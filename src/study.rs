//! The `U_k` transition study: for each configured k, the smallest path loss
//! exponent at which k stations spaced uniformly on the unit circle become
//! feasible, plus the hypergraph just below the transition.

use log::info;
use serde::Serialize;

use crate::config::StudyConfig;
use crate::error::HypergraphError;
use crate::hypergraph::Hyperedge;
use crate::hypergraph::build_hypergraph_with;
use crate::network::geometry::uniform_circle;
use crate::search::{BisectionOutcome, smallest_feasible_path_loss_exponent};

#[derive(Debug, Clone, Serialize)]
pub struct UniformCircleResult {
    pub station_count: usize,
    pub outcome: BisectionOutcome,
    /// Hyperedges of `U_k` at the infeasible end of the final bracket.
    pub edges_below_transition: Vec<Hyperedge>,
    pub interference_degree_below_transition: f64,
}

#[derive(Debug, Clone, Serialize)]
pub struct StudyReport {
    pub threshold: f64,
    pub rounding_decimals: Option<u32>,
    pub results: Vec<UniformCircleResult>,
}

/// Run the study described by `config`.
pub fn run_study(config: &StudyConfig) -> Result<StudyReport, HypergraphError> {
    let model = config.model();
    let mut results = Vec::with_capacity(config.station_counts.len());

    for &k in &config.station_counts {
        let outcome = smallest_feasible_path_loss_exponent(k, &model, config.alpha_lo, config.alpha_hi, &config.bisection)?;
        let below = build_hypergraph_with(&uniform_circle(k, 1.0), &model.with_path_loss_exponent(outcome.lo))?;
        info!("The smallest path loss exponent such that U_{} is feasible is gamma = {}", k, outcome.value);

        results.push(UniformCircleResult {
            station_count: k,
            outcome,
            interference_degree_below_transition: below.interference_degree(),
            edges_below_transition: below.edges().cloned().collect(),
        });
    }

    Ok(StudyReport {
        threshold: model.threshold,
        rounding_decimals: model.rounding_decimals,
        results,
    })
}
//! Hypergraph model of interference in wireless networks.
//!
//! A wireless network `<S, α, β>` places stations `S` in the plane, attenuates
//! energy with distance as `d^(-α)` and lets a receiver decode only while the
//! energy it collects from other active stations stays below β. The network
//! generates a hypergraph whose edges are the minimal sets of stations that
//! cannot be active together.
//!
//! ## Module Organization
//!
//! - `network`: stations, reception model, energy calculations, layouts
//! - `hypergraph`: minimal forbidden sets and structural analysis
//! - `search`: bisection over the threshold or the path loss exponent
//! - `config`: TOML configuration for study runs
//! - `study`: reproduction of the `U_k` transition values
//! - `error`: error type shared by the library

pub mod config;
pub mod error;
pub mod hypergraph;
pub mod network;
pub mod search;
pub mod study;

pub use error::HypergraphError;
pub use hypergraph::{Hyperedge, Hypergraph, build_hypergraph, build_hypergraph_with};
pub use network::{ReceptionModel, Station, WirelessNetwork};
pub use search::{BisectionOptions, BisectionOutcome, bisect, bisect_path_loss_exponent, bisect_threshold};
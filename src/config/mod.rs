//! Process configuration
//!
//! A single [`NettoolConfig`] is built at startup from, in increasing
//! precedence: built-in defaults, the TOML config file, `NETTOOL_*`
//! environment variables and command-line flags. It is then passed by
//! reference into the probing core.

pub mod defaults;
pub mod loader;
pub mod types;

pub use loader::{ConfigError, CONFIG_FILE_NAME, ENV_PREFIX};
pub use types::{ConnectConfig, LoggingConfig, NettoolConfig};
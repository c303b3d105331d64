/*!
Tests for `NetDialer` against loopback sockets.
*/

use crate::common::closed_port;
use nettool::core::network::proxy_tunnel::{
    Dialer, NetDialer, ProbeError, ProbeOptions, ProxyProtocol,
};
use nettool::core::network::types::Endpoint;
use std::io::Read;
use std::net::TcpListener;
use std::time::Duration;

#[test]
fn test_resolve_ip_literals() {
    let v4 = NetDialer::resolve(&Endpoint::new("127.0.0.1", 80)).unwrap();
    assert_eq!(v4[0].port(), 80);
    assert!(v4[0].is_ipv4());

    // Brackets are stripped before resolution
    let v6 = NetDialer::resolve(&Endpoint::new("[::1]", 3128)).unwrap();
    assert!(v6[0].is_ipv6());
    assert_eq!(v6[0].port(), 3128);
}

#[test]
fn test_resolve_failure_is_dns_error() {
    let err = NetDialer::resolve(&Endpoint::new("nettool-test-host.invalid", 80)).unwrap_err();
    assert!(err.is_dns_failure());
    assert!(err.to_string().contains("nettool-test-host.invalid"));
}

/// The kernel stores socket timeouts in scheduler ticks, so read-back values are rounded
fn assert_close_to(actual: Option<Duration>, expected: Duration) {
    let actual = actual.expect("timeout should be set");
    let diff = if actual > expected {
        actual - expected
    } else {
        expected - actual
    };
    assert!(
        diff <= Duration::from_millis(20),
        "expected about {:?}, got {:?}",
        expected,
        actual
    );
}

#[test]
fn test_connect_tcp_applies_io_timeout() {
    let listener = TcpListener::bind("127.0.0.1:0").unwrap();
    let port = listener.local_addr().unwrap().port();
    let timeout = Duration::from_millis(750);
    let options = ProbeOptions::with_timeout(timeout);

    let stream = NetDialer::connect_tcp(&Endpoint::new("127.0.0.1", port), &options).unwrap();

    assert_close_to(stream.read_timeout().unwrap(), timeout);
    assert_close_to(stream.write_timeout().unwrap(), timeout);
}

#[test]
fn test_connect_tcp_without_timeout_leaves_blocking_io() {
    let listener = TcpListener::bind("127.0.0.1:0").unwrap();
    let port = listener.local_addr().unwrap().port();

    let stream =
        NetDialer::connect_tcp(&Endpoint::new("127.0.0.1", port), &ProbeOptions::default()).unwrap();

    assert_eq!(stream.read_timeout().unwrap(), None);
}

#[test]
fn test_connect_tcp_refused() {
    let endpoint = Endpoint::new("127.0.0.1", closed_port());
    let err = NetDialer::connect_tcp(&endpoint, &ProbeOptions::default()).unwrap_err();

    match err {
        ProbeError::Connect { endpoint: reported, .. } => {
            assert_eq!(reported, endpoint.to_string());
        }
        other => panic!("expected connect error, got {:?}", other),
    }
}

#[test]
fn test_dial_http_and_close() {
    let listener = TcpListener::bind("127.0.0.1:0").unwrap();
    let port = listener.local_addr().unwrap().port();

    let mut transport = NetDialer::new()
        .dial(
            ProxyProtocol::Http,
            &Endpoint::new("127.0.0.1", port),
            &ProbeOptions::with_timeout(Duration::from_secs(5)),
        )
        .unwrap();
    transport.close().unwrap();

    // The peer observes an orderly shutdown
    let (mut accepted, _) = listener.accept().unwrap();
    accepted
        .set_read_timeout(Some(Duration::from_secs(5)))
        .unwrap();
    let mut buf = [0u8; 8];
    assert_eq!(accepted.read(&mut buf).unwrap(), 0);
}

#[cfg(not(feature = "tls"))]
#[test]
fn test_https_without_tls_feature() {
    let err = NetDialer::new()
        .dial(
            ProxyProtocol::Https,
            &Endpoint::new("127.0.0.1", 443),
            &ProbeOptions::default(),
        )
        .err()
        .unwrap();
    assert!(matches!(err, ProbeError::TlsUnavailable));
}
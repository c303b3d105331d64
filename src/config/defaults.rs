// Built-in defaults, matching the installer's historical flag defaults

use super::types::ConnectConfig;
use crate::core::network::proxy_url::DEFAULT_PROXY_PORT;

pub const DEFAULT_HOST: &str = "localhost";
pub const DEFAULT_PORT: u16 = 80;
pub const DEFAULT_PROXY_PROTOCOL: &str = "http";

impl Default for ConnectConfig {
    fn default() -> Self {
        ConnectConfig {
            host: DEFAULT_HOST.to_string(),
            port: DEFAULT_PORT,
            proxy_protocol: DEFAULT_PROXY_PROTOCOL.to_string(),
            proxy_host: None,
            proxy_port: DEFAULT_PROXY_PORT,
            proxy_user: None,
            proxy_pass: None,
            timeout_ms: None,
        }
    }
}
//! nettool: installer pre-flight network checks
//!
//! - [`core::network::proxy_tunnel`]: direct TCP and HTTP CONNECT tunnel probes
//! - [`core::network::proxy_url`]: proxy URL normalization
//! - [`config`] / [`cli`]: the `nettool` binary's configuration surface

pub mod cli;
pub mod config;
pub mod core;
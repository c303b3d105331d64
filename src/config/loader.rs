//! Config file and environment loading

use super::types::NettoolConfig;
use std::env;
use std::path::{Path, PathBuf};

/// File looked up in the home directory when `--config` is not given
pub const CONFIG_FILE_NAME: &str = ".nettool.toml";

/// Prefix of environment overrides (`NETTOOL_PROXY_HOST`, ...)
pub const ENV_PREFIX: &str = "NETTOOL_";

#[derive(Debug, thiserror::Error)]
pub enum ConfigError {
    #[error("Failed to read config file {}: {source}", path.display())]
    Io {
        path: PathBuf,
        #[source]
        source: std::io::Error,
    },
    #[error("Invalid config file {}: {source}", path.display())]
    Parse {
        path: PathBuf,
        #[source]
        source: toml::de::Error,
    },
    #[error("Invalid value for {key}: {value:?}")]
    InvalidEnv { key: String, value: String },
}

impl NettoolConfig {
    /// `~/.nettool.toml`
    pub fn default_path() -> Option<PathBuf> {
        dirs::home_dir().map(|home| home.join(CONFIG_FILE_NAME))
    }

    pub fn from_file(path: &Path) -> Result<Self, ConfigError> {
        let content = std::fs::read_to_string(path).map_err(|source| ConfigError::Io {
            path: path.to_path_buf(),
            source,
        })?;
        toml::from_str(&content).map_err(|source| ConfigError::Parse {
            path: path.to_path_buf(),
            source,
        })
    }

    /// Load defaults, then the config file, then environment overrides
    ///
    /// An explicit `path` must exist; the default file is optional.
    ///
    /// # Returns
    /// * `Ok((config, Some(path)))` - a config file was read
    /// * `Ok((config, None))` - defaults and environment only
    pub fn load(path: Option<&Path>) -> Result<(Self, Option<PathBuf>), ConfigError> {
        let (mut config, used) = match path {
            Some(path) => (Self::from_file(path)?, Some(path.to_path_buf())),
            None => match Self::default_path().filter(|p| p.is_file()) {
                Some(default) => (Self::from_file(&default)?, Some(default)),
                None => (Self::default(), None),
            },
        };

        config.apply_env()?;
        Ok((config, used))
    }

    /// Apply `NETTOOL_*` variables from the process environment
    pub fn apply_env(&mut self) -> Result<(), ConfigError> {
        self.apply_env_from(|key| env::var(key).ok())
    }

    /// Apply overrides from an arbitrary lookup; empty values are ignored
    pub fn apply_env_from<F>(&mut self, lookup: F) -> Result<(), ConfigError>
    where
        F: Fn(&str) -> Option<String>,
    {
        let get = |name: &str| {
            let key = format!("{}{}", ENV_PREFIX, name);
            lookup(&key)
                .map(|v| v.trim().to_string())
                .filter(|v| !v.is_empty())
                .map(|v| (key, v))
        };

        let connect = &mut self.connect;
        if let Some((_, v)) = get("HOST") {
            connect.host = v;
        }
        if let Some((key, v)) = get("PORT") {
            connect.port = parse_port(&key, &v)?;
        }
        if let Some((_, v)) = get("PROXY_PROTOCOL") {
            connect.proxy_protocol = v;
        }
        if let Some((_, v)) = get("PROXY_HOST") {
            connect.proxy_host = Some(v);
        }
        if let Some((key, v)) = get("PROXY_PORT") {
            connect.proxy_port = parse_port(&key, &v)?;
        }
        if let Some((_, v)) = get("PROXY_USER") {
            connect.proxy_user = Some(v);
        }
        if let Some((_, v)) = get("PROXY_PASS") {
            connect.proxy_pass = Some(v);
        }
        if let Some((key, v)) = get("TIMEOUT_MS") {
            connect.timeout_ms = Some(v.parse().map_err(|_| ConfigError::InvalidEnv { key, value: v })?);
        }

        if let Some((_, v)) = get("DEBUG") {
            self.logging.debug = parse_bool(&v);
        }
        if let Some((_, v)) = get("LOG_FILE") {
            self.logging.log_file = Some(PathBuf::from(v));
        }

        Ok(())
    }
}

fn parse_port(key: &str, value: &str) -> Result<u16, ConfigError> {
    match value.parse::<u16>() {
        Ok(port) if port > 0 => Ok(port),
        _ => Err(ConfigError::InvalidEnv {
            key: key.to_string(),
            value: value.to_string(),
        }),
    }
}

/// Supports: true/false, 1/0, yes/no, on/off (case insensitive); anything else is false
pub fn parse_bool(value: &str) -> bool {
    matches!(
        value.trim().to_lowercase().as_str(),
        "true" | "1" | "yes" | "on"
    )
}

→ PROBLEM
Begin at the top of the listing above and set down each line exactly. Stop after the line that contains "use crate::error::HypergraphError;".

→ EXERCISE RESPONSE
filename src/study.rs
//! The `U_k` transition study: for each configured k, the smallest path loss
//! exponent at which k stations spaced uniformly on the unit circle become
//! feasible, plus the hypergraph just below the transition.

use log::info;
use serde::Serialize;

use crate::config::StudyConfig;
use crate::error::HypergraphError;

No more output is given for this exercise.